Harry's face fell a little. "Uncle," he said, "I'm sorry to have disappointed you; sorry to have been compelled to run counter to any little ambitions you might have had for me in that respect; but I felt, after all you told me that day, that the army would be a very dangerous profession for me; and though I didn't want to be a coward and run away from danger, I didn't want to be foolhardy and heedlessly expose myself to it. So I thought on the whole it would be wiser for me to give up the direct commission business altogether, and go in at once for being a doctor. It was safer, and therefore better in the end both for me and for you, uncle."
Sir Thomas took the young man's hand once more, and pressed it gently with a fatherly pressure. "My boy," he said, "you are right, quite right—a great deal more right, indeed, than I was. But how on earth have you found money to keep yourself alive and pay for your education all these years—tell me Harry?"
Harry's face flushed up again, this time with honest pride, as he answered bravely, "I've earned enough by teaching and drawing to pay my way the whole time, till I got qualified.
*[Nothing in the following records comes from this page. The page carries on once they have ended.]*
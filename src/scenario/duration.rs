//! Duration literals such as `30s`, `5m` or `1m30s`

use crate::error::{AppError, Result};
use std::time::Duration;

/// Parse a duration literal made of `<number><unit>` parts.
///
/// Supported units are `ms`, `s`, `m` and `h`; parts can be chained
/// (`1h30m`, `1m30s`) and numbers may carry a fraction (`1.5s`).
/// A zero total is rejected.
pub fn parse_duration(input: &str) -> Result<Duration> {
    let literal = input.trim();
    if literal.is_empty() {
        return Err(AppError::parse("Duration cannot be empty"));
    }

    let mut total = Duration::ZERO;
    let mut rest = literal;

    while !rest.is_empty() {
        let number_end = rest
            .find(|c: char| !(c.is_ascii_digit() || c == '.'))
            .ok_or_else(|| AppError::parse(format!("Missing unit in duration '{}'", literal)))?;
        if number_end == 0 {
            return Err(AppError::parse(format!("Expected a number in duration '{}'", literal)));
        }

        let value: f64 = rest[..number_end]
            .parse()
            .map_err(|_| AppError::parse(format!("Invalid number in duration '{}'", literal)))?;

        let after_number = &rest[number_end..];
        let unit_end = after_number
            .find(|c: char| c.is_ascii_digit() || c == '.')
            .unwrap_or(after_number.len());

        let nanos_per_unit: f64 = match &after_number[..unit_end] {
            "ms" => 1e6,
            "s" => 1e9,
            "m" => 60.0 * 1e9,
            "h" => 3600.0 * 1e9,
            unit => {
                return Err(AppError::parse(format!(
                    "Unknown unit '{}' in duration '{}' (use ms, s, m or h)",
                    unit, literal
                )))
            }
        };

        total += Duration::from_nanos((value * nanos_per_unit).round() as u64);
        rest = &after_number[unit_end..];
    }

    if total.is_zero() {
        return Err(AppError::parse(format!("Duration must be greater than 0: '{}'", literal)));
    }

    Ok(total)
}

/// Format a duration in the same literal style `parse_duration` accepts
pub fn format_duration(duration: Duration) -> String {
    let total_ms = duration.as_millis();
    if total_ms == 0 {
        return "0s".to_string();
    }

    let hours = total_ms / 3_600_000;
    let minutes = (total_ms % 3_600_000) / 60_000;
    let seconds = (total_ms % 60_000) / 1000;
    let millis = total_ms % 1000;

    let mut out = String::new();
    if hours > 0 {
        out.push_str(&format!("{}h", hours));
    }
    if minutes > 0 {
        out.push_str(&format!("{}m", minutes));
    }
    if seconds > 0 {
        out.push_str(&format!("{}s", seconds));
    }
    if millis > 0 {
        out.push_str(&format!("{}ms", millis));
    }
    out
}

/// Serde adapter storing durations as literals
pub mod serde_literal {
    use super::{format_duration, parse_duration};
    use serde::{Deserialize, Deserializer, Serializer};
    use std::time::Duration;

    pub fn serialize<S: Serializer>(duration: &Duration, serializer: S) -> std::result::Result<S::Ok, S::Error> {
        serializer.serialize_str(&format_duration(*duration))
    }

    pub fn deserialize<'de, D: Deserializer<'de>>(deserializer: D) -> std::result::Result<Duration, D::Error> {
        let literal = String::deserialize(deserializer)?;
        parse_duration(&literal).map_err(serde::de::Error::custom)
    }
}

#[cfg(test)]
mod tests {
    use super::*;
    use proptest::prelude::*;

    #[test]
    fn test_plan_literals() {
        assert_eq!(parse_duration("30s").unwrap(), Duration::from_secs(30));
        assert_eq!(parse_duration("5m").unwrap(), Duration::from_secs(300));
    }

    #[test]
    fn test_compound_and_fractional_literals() {
        assert_eq!(parse_duration("1m30s").unwrap(), Duration::from_secs(90));
        assert_eq!(parse_duration("1h").unwrap(), Duration::from_secs(3600));
        assert_eq!(parse_duration("250ms").unwrap(), Duration::from_millis(250));
        assert_eq!(parse_duration("1.5s").unwrap(), Duration::from_millis(1500));
        assert_eq!(parse_duration(" 2m ").unwrap(), Duration::from_secs(120));
    }

    #[test]
    fn test_invalid_literals() {
        assert!(parse_duration("").is_err());
        assert!(parse_duration("30").is_err());
        assert!(parse_duration("s").is_err());
        assert!(parse_duration("30x").is_err());
        assert!(parse_duration("0s").is_err());
        assert!(parse_duration("-5s").is_err());
        assert!(parse_duration("1..5s").is_err());
    }

    #[test]
    fn test_format_duration() {
        assert_eq!(format_duration(Duration::from_secs(30)), "30s");
        assert_eq!(format_duration(Duration::from_secs(300)), "5m");
        assert_eq!(format_duration(Duration::from_secs(90)), "1m30s");
        assert_eq!(format_duration(Duration::from_millis(1500)), "1s500ms");
        assert_eq!(format_duration(Duration::ZERO), "0s");
    }

    proptest! {
        #[test]
        fn prop_format_then_parse_is_identity(ms in 1u64..100_000_000) {
            let duration = Duration::from_millis(ms);
            prop_assert_eq!(parse_duration(&format_duration(duration)).unwrap(), duration);
        }
    }
}
//! JSON export of the end-of-test summary

use crate::{
    error::{AppError, Result},
    models::RunReport,
};
use std::fs;
use std::path::Path;

/// Write `report` as pretty-printed JSON, creating parent directories
pub fn export_json(report: &RunReport, path: &Path) -> Result<()> {
    if let Some(parent) = path.parent() {
        if !parent.as_os_str().is_empty() && !parent.exists() {
            fs::create_dir_all(parent).map_err(|e| {
                AppError::io(format!("Failed to create directory '{}': {}", parent.display(), e))
            })?;
        }
    }

    let content = serde_json::to_string_pretty(report)
        .map_err(|e| AppError::internal(format!("Failed to serialize summary: {}", e)))?;

    fs::write(path, content)
        .map_err(|e| AppError::io(format!("Failed to write summary to '{}': {}", path.display(), e)))
}

#[cfg(test)]
mod tests {
    use super::*;
    use crate::output::test_report;
    use tempfile::TempDir;

    #[test]
    fn test_export_creates_parent_directories() {
        let dir = TempDir::new().unwrap();
        let path = dir.path().join("results").join("summary.json");

        export_json(&test_report(), &path).unwrap();

        let loaded: RunReport = serde_json::from_str(&fs::read_to_string(&path).unwrap()).unwrap();
        assert_eq!(loaded.plan, "warmup");
        assert_eq!(loaded.thresholds.len(), 2);
        assert_eq!(loaded.endpoints["list-books"].path, "/books");
    }

    #[test]
    fn test_exported_json_shape() {
        let dir = TempDir::new().unwrap();
        let path = dir.path().join("summary.json");
        export_json(&test_report(), &path).unwrap();

        let value: serde_json::Value = serde_json::from_str(&fs::read_to_string(&path).unwrap()).unwrap();
        assert_eq!(value["scenarios"][0]["stop_reason"], "completed");
        assert_eq!(value["checks"][0]["name"], "status was 200");
        assert!(value["totals"]["http_req_duration"]["p99"].is_number());
    }

    #[test]
    fn test_unwritable_path_is_io_error() {
        let dir = TempDir::new().unwrap();
        let blocker = dir.path().join("results");
        fs::write(&blocker, "not a directory").unwrap();

        let err = export_json(&test_report(), &blocker.join("summary.json")).unwrap_err();
        assert_eq!(err.category(), "IO");
        assert_eq!(err.exit_code(), 5);
    }
}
I've been qualified now for nine months, and got a post as house-surgeon at our hospital; but I've waited to come and tell you till I'd saved up that money, you know, out of my salary, and now I'm coming back to settle down in practice here, uncle."
Sir Thomas said nothing, but he rose from his chair and took both Harry's hands in his with tears. For a few minutes, he looked at him tenderly and admiringly, then he said in his simple way, "God bless you! God bless you! I couldn't have done it myself, my boy. I couldn't have done it myself, Harry."
There was a minute's pause, and then Sir Thomas began again, "What a secretive little girl that dear little Miss Milly must be, never to have told me a word of all this, Harry. She kept as quiet about all details as if she was sworn to the utmost secrecy."
Harry rose and opened the library door. "Milly!" he called out, and a light little figure glided in from the drawing-room opposite.
"We expect to be married in three weeks, uncle—as soon as the banns can be published," Harry went on, presenting his future wife as it were to the Colonel. "Milly's money will just be enough for us to live upon until I can scrape together a practice, and she has confidence enough in me to believe that in the end I shall manage to get one."
Sir Thomas drew her down to his chair and kissed her forehead. "Milly," he said, softly, "you have chosen well. Harry, you have done wisely. I shall have two children now instead of one. If you are to live near me I shall be very happy. But, Harry, you have proved yourself well. Now you must let me buy you a practice."